-- SOURCE DATA --

//! Built-in bilingual copy, used whenever stored content is absent or unusable.

use once_cell::sync::Lazy;
use serde_json::{json, Value};
use std::collections::HashMap;

use super::{Bundle, Language};

const SECTION_KEYS: &[&str] = &[
    "nav", "hero", "about", "services", "store", "projects", "whyUs", "contact", "footer", "blog",
    "admin",
];

static TRANSLATIONS: Lazy<HashMap<Language, Value>> = Lazy::new(|| {
    HashMap::from([(Language::Ar, arabic()), (Language::En, english())])
});

/// Section keys present in the static table, in page order.
pub fn static_section_keys() -> &'static [&'static str] {
    SECTION_KEYS
}

pub fn static_bundle(section_key: &str, language: Language) -> Option<&'static Bundle> {
    TRANSLATIONS
        .get(&language)
        .and_then(|sections| sections.get(section_key))
        .and_then(Value::as_object)
}

fn sections(entries: Vec<(&str, Value)>) -> Value {
    Value::Object(
        entries
            .into_iter()
            .map(|(key, bundle)| (key.to_string(), bundle))
            .collect(),
    )
}

fn arabic() -> Value {
    sections(vec![
        (
            "nav",
            json!({
                "home": "الرئيسية",
                "about": "من نحن",
                "services": "خدماتنا",
                "store": "المتجر",
                "projects": "أعمالنا",
                "whyUs": "لماذا نحن",
                "blog": "المدونة",
                "contact": "تواصل معنا"
            }),
        ),
        (
            "hero",
            json!({
                "tagline": "كهرباء معمولة صح… من أول مرة",
                "subtitle": "تنفيذ هندسي معتمد | بدون تنازلات | ضمان سنة كاملة",
                "cta": "اطلب معاينة هندسية",
                "ctaSecondary": "تواصل معنا"
            }),
        ),
        (
            "about",
            json!({
                "title": "من نحن",
                "content": "أسس كهربا شركة متخصصة في الأعمال الكهربائية الاحترافية، بخبرة عملية منذ عام 2012 في التأسيس، التشطيب، التيار الخفيف، والأنظمة الذكية.\n\nنحن نؤمن أن الكهرباء علم هندسي وليس اجتهادًا، لذلك نعتمد فقط على حلول مدروسة، خامات معتمدة، وتنفيذ تحت إشراف هندسي مباشر، مع التزام كامل بالكود المصري والمعايير الدولية.\n\nهدفنا هو بناء بنية كهربائية آمنة، مستقرة، وقابلة للاعتماد عليها لسنوات طويلة بدون مشاكل.",
                "experience": "سنوات الخبرة",
                "experienceValue": "+12"
            }),
        ),
        (
            "services",
            json!({
                "title": "خدماتنا",
                "items": [
                    { "title": "تأسيس وتشطيب الأعمال الكهربائية", "description": "تأسيس وتشطيب الأعمال الكهربائية الكاملة للوحدات السكنية والفيلات" },
                    { "title": "لوحات التوزيع", "description": "لوحات توزيع رئيسية وفرعية بأعلى معايير الجودة والأمان" },
                    { "title": "حساب الأحمال والحمايات", "description": "فصل الدوائر وحساب الأحمال والحمايات بدقة هندسية" },
                    { "title": "أنظمة التيار الخفيف", "description": "تأسيس أنظمة التيار الخفيف (إنترنت – كاميرات – إنتركم – أنظمة صوت)" },
                    { "title": "أنظمة Smart Home", "description": "أنظمة السمارت هوم (تأسيس – تركيب – تشغيل)" },
                    { "title": "اختبارات وتقارير", "description": "اختبارات ما قبل التسليم وتقارير فنية كاملة" },
                    { "title": "أنظمة التأريض", "description": "تأسيس وتركيب أنظمة التأريض للحماية من الصواعق والتسريب الكهربائي" }
                ]
            }),
        ),
        (
            "store",
            json!({
                "title": "المتجر",
                "subtitle": "منتجات كهربائية معتمدة وأدوات احترافية",
                "description": "اكتشف مجموعتنا من المنتجات الكهربائية المعتمدة والأدوات الاحترافية لجميع احتياجاتك الكهربائية",
                "viewAll": "عرض جميع المنتجات",
                "categories": [
                    { "title": "أدوات كهربائية", "description": "أدوات احترافية للعمل الكهربائي" },
                    { "title": "قطع غيار", "description": "قطع غيار معتمدة ومطابقة للمواصفات" },
                    { "title": "أجهزة أمان", "description": "أجهزة الحماية والأمان الكهربائي" },
                    { "title": "إضاءة", "description": "أنظمة إضاءة حديثة وفعالة" }
                ]
            }),
        ),
        (
            "projects",
            json!({
                "title": "أعمالنا",
                "description": "نفذنا أعمال كهرباء متنوعة لوحدات سكنية، فيلات، بدرومات، ومشروعات خاصة، مع اختلاف متطلبات كل مشروع، ولكن بثابت واحد: تنفيذ هندسي سليم بدون تنازل عن الجودة أو الأمان.",
                "viewAll": "عرض جميع الأعمال"
            }),
        ),
        (
            "whyUs",
            json!({
                "title": "لماذا أسس كهربا؟",
                "items": [
                    "تنفيذ هندسي وليس عمالة عشوائية",
                    "خامات معتمدة ومطابقة للمواصفات",
                    "فصل كامل للمسارات والدوائر",
                    "شفافية كاملة في كل مرحلة",
                    "إشراف هندسي مباشر",
                    "ضمان سنة كاملة على جميع الأعمال"
                ]
            }),
        ),
        (
            "contact",
            json!({
                "title": "تواصل معنا",
                "description": "نحن جاهزون لمناقشة مشروعك وتقديم الحل الهندسي الأنسب له.",
                "location": "19 محمد شفيق",
                "phone": "01004111999",
                "email": "info@aseskahraba.com",
                "cta": "احجز معاينة"
            }),
        ),
        (
            "footer",
            json!({
                "rights": "جميع الحقوق محفوظة",
                "company": "أسس كهربا"
            }),
        ),
        (
            "blog",
            json!({
                "title": "المدونة",
                "subtitle": "مقالات ونصائح في مجال الكهرباء",
                "readMore": "اقرأ المزيد",
                "backToHome": "العودة للرئيسية",
                "backToBlog": "العودة للمدونة",
                "viewAll": "عرض جميع المقالات",
                "publishedOn": "نُشر في",
                "noArticles": "لا توجد مقالات حالياً"
            }),
        ),
        (
            "admin",
            json!({
                "title": "لوحة إدارة المدونة",
                "addNew": "إضافة مقال جديد",
                "editPost": "تعديل المقال",
                "deletePost": "حذف المقال",
                "confirmDelete": "هل أنت متأكد من حذف هذا المقال؟",
                "titleAr": "العنوان بالعربية",
                "titleEn": "العنوان بالإنجليزية",
                "contentAr": "المحتوى بالعربية",
                "contentEn": "المحتوى بالإنجليزية",
                "excerptAr": "المقتطف بالعربية",
                "excerptEn": "المقتطف بالإنجليزية",
                "slug": "الرابط (slug)",
                "imageUrl": "رابط الصورة",
                "published": "منشور",
                "save": "حفظ",
                "cancel": "إلغاء",
                "success": "تم الحفظ بنجاح",
                "error": "حدث خطأ"
            }),
        ),
    ])
}

fn english() -> Value {
    sections(vec![
        (
            "nav",
            json!({
                "home": "Home",
                "about": "About Us",
                "services": "Services",
                "store": "Store",
                "projects": "Projects",
                "whyUs": "Why Us",
                "blog": "Blog",
                "contact": "Contact"
            }),
        ),
        (
            "hero",
            json!({
                "tagline": "Electrical Work Done Right — From Day One",
                "subtitle": "Certified Engineering | No Compromises | 1-Year Warranty",
                "cta": "Request Engineering Visit",
                "ctaSecondary": "Contact Us"
            }),
        ),
        (
            "about",
            json!({
                "title": "About Us",
                "content": "Ases Kahraba is a professional electrical services company with hands-on experience since 2012 in electrical infrastructure, low current systems, and smart home solutions.\n\nWe believe electrical work is an engineering discipline—not guesswork. Every project is designed and executed using certified materials, proper calculations, and direct engineering supervision, fully compliant with local and international standards.\n\nOur mission is to deliver safe, reliable, and future-ready electrical systems.",
                "experience": "Years of Experience",
                "experienceValue": "12+"
            }),
        ),
        (
            "services",
            json!({
                "title": "Our Services",
                "items": [
                    { "title": "Electrical Infrastructure & Finishing", "description": "Full electrical infrastructure and finishing works for residential units and villas" },
                    { "title": "Distribution Boards", "description": "Main and sub distribution boards with the highest quality and safety standards" },
                    { "title": "Load Calculation & Protection", "description": "Load calculation and protection systems with engineering precision" },
                    { "title": "Low Current Systems", "description": "Low current systems (LAN, CCTV, Intercom, Audio systems)" },
                    { "title": "Smart Home Systems", "description": "Smart home systems (infrastructure, installation, commissioning)" },
                    { "title": "Testing & Reports", "description": "Testing, commissioning, and detailed technical handover reports" },
                    { "title": "Earthing Systems", "description": "Installation of earthing and grounding systems for lightning and electrical leakage protection" }
                ]
            }),
        ),
        (
            "store",
            json!({
                "title": "Store",
                "subtitle": "Certified Electrical Products & Professional Tools",
                "description": "Discover our collection of certified electrical products and professional tools for all your electrical needs",
                "viewAll": "View All Products",
                "categories": [
                    { "title": "Electrical Tools", "description": "Professional tools for electrical work" },
                    { "title": "Spare Parts", "description": "Certified spare parts meeting specifications" },
                    { "title": "Safety Equipment", "description": "Electrical protection and safety devices" },
                    { "title": "Lighting", "description": "Modern and efficient lighting systems" }
                ]
            }),
        ),
        (
            "projects",
            json!({
                "title": "Our Projects",
                "description": "We have delivered electrical works for residential units, villas, basements, and private projects—each with unique requirements, yet all executed with the same engineering precision and quality standards.",
                "viewAll": "View All Projects"
            }),
        ),
        (
            "whyUs",
            json!({
                "title": "Why Ases Kahraba?",
                "items": [
                    "Engineering-based execution",
                    "Certified materials & standards compliance",
                    "Proper circuit and path separation",
                    "Full transparency",
                    "Direct engineering supervision",
                    "1-year warranty on all installations"
                ]
            }),
        ),
        (
            "contact",
            json!({
                "title": "Contact Us",
                "description": "Let's discuss your project and provide the right engineering solution.",
                "location": "19 Mohammed Shafeek",
                "phone": "+20 100 411 1999",
                "email": "info@aseskahraba.com",
                "cta": "Book a Visit"
            }),
        ),
        (
            "footer",
            json!({
                "rights": "All Rights Reserved",
                "company": "Ases Kahraba"
            }),
        ),
        (
            "blog",
            json!({
                "title": "Blog",
                "subtitle": "Articles and tips about electrical work",
                "readMore": "Read More",
                "backToHome": "Back to Home",
                "backToBlog": "Back to Blog",
                "viewAll": "View All Articles",
                "publishedOn": "Published on",
                "noArticles": "No articles available"
            }),
        ),
        (
            "admin",
            json!({
                "title": "Blog Admin Panel",
                "addNew": "Add New Article",
                "editPost": "Edit Article",
                "deletePost": "Delete Article",
                "confirmDelete": "Are you sure you want to delete this article?",
                "titleAr": "Title (Arabic)",
                "titleEn": "Title (English)",
                "contentAr": "Content (Arabic)",
                "contentEn": "Content (English)",
                "excerptAr": "Excerpt (Arabic)",
                "excerptEn": "Excerpt (English)",
                "slug": "URL Slug",
                "imageUrl": "Image URL",
                "published": "Published",
                "save": "Save",
                "cancel": "Cancel",
                "success": "Saved successfully",
                "error": "An error occurred"
            }),
        ),
    ])
}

-- TASK OBJECTIVE --
Lines holding "supervision" in the data above: copy each of them.

-- SOLUTION FOR THIS EXERCISE --
                "content": "Ases Kahraba is a professional electrical services company with hands-on experience since 2012 in electrical infrastructure, low current systems, and smart home solutions.\n\nWe believe electrical work is an engineering discipline—not guesswork. Every project is designed and executed using certified materials, proper calculations, and direct engineering supervision, fully compliant with local and international standards.\n\nOur mission is to deliver safe, reliable, and future-ready electrical systems.",
                    "Direct engineering supervision",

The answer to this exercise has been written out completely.